Records from a data source
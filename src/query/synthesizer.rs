//! SQL synthesizer (C7, spec §4.7). Fixed templates only; all user input
//! travels as bound parameters, never interpolated into the SQL text
//! (testable property 5).

use crate::config::QueryConfig;
use crate::models::{EntityBag, Intent, Parameter};
use crate::query::gazetteer::Gazetteer;
use crate::store::relational::SqlParam;

pub struct SynthesizedQuery {
    pub sql: String,
    pub params: Vec<SqlParam>,
    pub is_analytical: bool,
}

/// Translate intent + entities + store selection into one parameterized
/// SELECT. Global-profile-id refinement (`refine_ids`) is used by the
/// hybrid path (spec §4.8): vector search first, then SQL refines.
pub fn synthesize(
    intent: Intent,
    entities: &EntityBag,
    config: &QueryConfig,
    gazetteer: &Gazetteer,
    refine_ids: Option<&[i64]>,
) -> SynthesizedQuery {
    if intent.is_analytical(entities) {
        synthesize_analytical(entities, config, gazetteer, refine_ids)
    } else {
        synthesize_raw(intent, entities, config, gazetteer, refine_ids)
    }
}

fn synthesize_analytical(
    entities: &EntityBag,
    config: &QueryConfig,
    gazetteer: &Gazetteer,
    refine_ids: Option<&[i64]>,
) -> SynthesizedQuery {
    let parameter = entities.parameters.first().copied().unwrap_or(Parameter::Temperature);
    let column = parameter.column();
    let bin_width = config.depth_bin_width_m;

    let mut where_clauses = vec!["p.latitude IS NOT NULL".to_string(), "p.longitude IS NOT NULL".to_string()];
    let mut params = Vec::new();

    apply_spatial_predicate(entities, gazetteer, &mut where_clauses, &mut params);
    apply_temporal_predicate(entities, &mut where_clauses, &mut params);
    apply_float_id_predicate(entities, &mut where_clauses, &mut params);
    apply_refine_predicate(refine_ids, &mut where_clauses, &mut params);
    apply_depth_predicate(config, &mut where_clauses, &mut params);

    let where_sql = where_clauses.join(" AND ");

    // No LIMIT on analytical queries (spec §4.7): bands are bounded by the
    // depth domain, not by row count.
    let sql = format!(
        "SELECT (CAST(m.pressure / ? AS INTEGER) * ?) AS depth_range, \
                AVG(m.{column}) AS avg_{column}, MIN(m.{column}) AS min_{column}, \
                MAX(m.{column}) AS max_{column}, COUNT(*) AS measurement_count \
         FROM argo_measurements m \
         JOIN argo_profiles p ON p.global_profile_id = m.global_profile_id \
         WHERE {where_sql} AND m.{column} IS NOT NULL AND m.pressure IS NOT NULL \
         GROUP BY depth_range ORDER BY depth_range ASC"
    );

    let mut full_params = vec![SqlParam::Float(bin_width), SqlParam::Float(bin_width)];
    full_params.extend(params);

    SynthesizedQuery { sql, params: full_params, is_analytical: true }
}

fn synthesize_raw(
    intent: Intent,
    entities: &EntityBag,
    config: &QueryConfig,
    gazetteer: &Gazetteer,
    refine_ids: Option<&[i64]>,
) -> SynthesizedQuery {
    let mut where_clauses = Vec::new();
    let mut params = Vec::new();

    match intent {
        Intent::FloatLookup => apply_float_id_predicate(entities, &mut where_clauses, &mut params),
        Intent::Spatial => apply_spatial_predicate(entities, gazetteer, &mut where_clauses, &mut params),
        Intent::Temporal => apply_temporal_predicate(entities, &mut where_clauses, &mut params),
        _ => {},
    }
    apply_refine_predicate(refine_ids, &mut where_clauses, &mut params);

    let where_sql = if where_clauses.is_empty() { "1 = 1".to_string() } else { where_clauses.join(" AND ") };

    // Point-lookup form: raw rows with a safety LIMIT (spec §4.7).
    let sql = format!(
        "SELECT global_profile_id, float_id, cycle_number, latitude, longitude, datetime, \
                measurement_count, source_file_fingerprint \
         FROM argo_profiles p WHERE {where_sql} ORDER BY datetime DESC LIMIT ?"
    );
    params.push(SqlParam::Int(config.row_cap));

    SynthesizedQuery { sql, params, is_analytical: false }
}

fn apply_spatial_predicate(
    entities: &EntityBag,
    gazetteer: &Gazetteer,
    where_clauses: &mut Vec<String>,
    params: &mut Vec<SqlParam>,
) {
    let Some(region_name) = entities.regions.first() else { return };
    let Some(bbox) = gazetteer.lookup(region_name) else { return };

    where_clauses.push("p.latitude BETWEEN ? AND ? AND p.longitude BETWEEN ? AND ?".to_string());
    params.push(SqlParam::Float(bbox.lat_min));
    params.push(SqlParam::Float(bbox.lat_max));
    params.push(SqlParam::Float(bbox.lon_min));
    params.push(SqlParam::Float(bbox.lon_max));
}

fn apply_temporal_predicate(entities: &EntityBag, where_clauses: &mut Vec<String>, params: &mut Vec<SqlParam>) {
    let Some(range) = entities.time_range else { return };
    // Half-open [start, end) (spec §4.7).
    where_clauses.push("p.datetime >= ? AND p.datetime < ?".to_string());
    params.push(SqlParam::Text(range.start.to_rfc3339()));
    params.push(SqlParam::Text(range.end.to_rfc3339()));
}

fn apply_float_id_predicate(entities: &EntityBag, where_clauses: &mut Vec<String>, params: &mut Vec<SqlParam>) {
    let Some(float_id) = entities.float_ids.first() else { return };
    where_clauses.push("p.float_id = ?".to_string());
    params.push(SqlParam::Text(float_id.clone()));
}

/// Bounds depth-binned aggregation to the configured maximum depth
/// (spec §6 query parameters).
fn apply_depth_predicate(config: &QueryConfig, where_clauses: &mut Vec<String>, params: &mut Vec<SqlParam>) {
    where_clauses.push("m.pressure <= ?".to_string());
    params.push(SqlParam::Float(config.max_depth_m));
}

fn apply_refine_predicate(refine_ids: Option<&[i64]>, where_clauses: &mut Vec<String>, params: &mut Vec<SqlParam>) {
    let Some(ids) = refine_ids else { return };
    if ids.is_empty() {
        where_clauses.push("1 = 0".to_string());
        return;
    }
    let placeholders = ids.iter().map(|_| "?").collect::<Vec<_>>().join(",");
    where_clauses.push(format!("p.global_profile_id IN ({placeholders})"));
    for id in ids {
        params.push(SqlParam::Int(*id));
    }
}

#[cfg(test)]
mod tests {
    use super::*;
    use crate::models::TimeRange;
    use chrono::{TimeZone, Utc};

    fn test_config() -> QueryConfig {
        QueryConfig {
            row_cap: 500,
            sql_timeout_s: 10,
            cache_ttl_s: 300,
            cache_max_entries: 1000,
            depth_bin_width_m: 50.0,
            max_depth_m: 2000.0,
        }
    }

    #[test]
    fn raw_query_carries_no_user_text_in_sql() {
        let gazetteer = Gazetteer::default();
        let entities = EntityBag { float_ids: vec!["1902482".to_string()], ..Default::default() };
        let synthesized = synthesize(Intent::FloatLookup, &entities, &test_config(), &gazetteer, None);
        assert!(!synthesized.sql.contains("1902482"));
        assert!(synthesized.sql.contains("LIMIT ?"));
    }

    #[test]
    fn analytical_query_has_no_limit_and_groups_by_depth() {
        let gazetteer = Gazetteer::default();
        let entities = EntityBag {
            regions: vec!["arabian sea".to_string()],
            parameters: vec![Parameter::Temperature],
            ..Default::default()
        };
        let synthesized = synthesize(Intent::Spatial, &entities, &test_config(), &gazetteer, None);
        assert!(synthesized.is_analytical);
        assert!(synthesized.sql.contains("GROUP BY"));
        assert!(!synthesized.sql.to_uppercase().contains("LIMIT"));
    }

    #[test]
    fn temporal_predicate_is_half_open() {
        let gazetteer = Gazetteer::default();
        let entities = EntityBag {
            time_range: Some(TimeRange {
                start: Utc.with_ymd_and_hms(2024, 1, 1, 0, 0, 0).unwrap(),
                end: Utc.with_ymd_and_hms(2024, 2, 1, 0, 0, 0).unwrap(),
            }),
            ..Default::default()
        };
        let synthesized = synthesize(Intent::Temporal, &entities, &test_config(), &gazetteer, None);
        assert!(synthesized.sql.contains(">= ? AND p.datetime < ?"));
    }

    #[test]
    fn refine_with_empty_ids_returns_no_rows() {
        let gazetteer = Gazetteer::default();
        let entities = EntityBag::default();
        let synthesized = synthesize(Intent::Semantic, &entities, &test_config(), &gazetteer, Some(&[]));
        assert!(synthesized.sql.contains("1 = 0"));
    }
}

What you will do>
Where does the word "assert" appear in the records above? Return every line that holds it.

Solution to the problem>
        assert!(!synthesized.sql.contains("1902482"));
        assert!(synthesized.sql.contains("LIMIT ?"));
        assert!(synthesized.is_analytical);
        assert!(synthesized.sql.contains("GROUP BY"));
        assert!(!synthesized.sql.to_uppercase().contains("LIMIT"));
        assert!(synthesized.sql.contains(">= ? AND p.datetime < ?"));
        assert!(synthesized.sql.contains("1 = 0"));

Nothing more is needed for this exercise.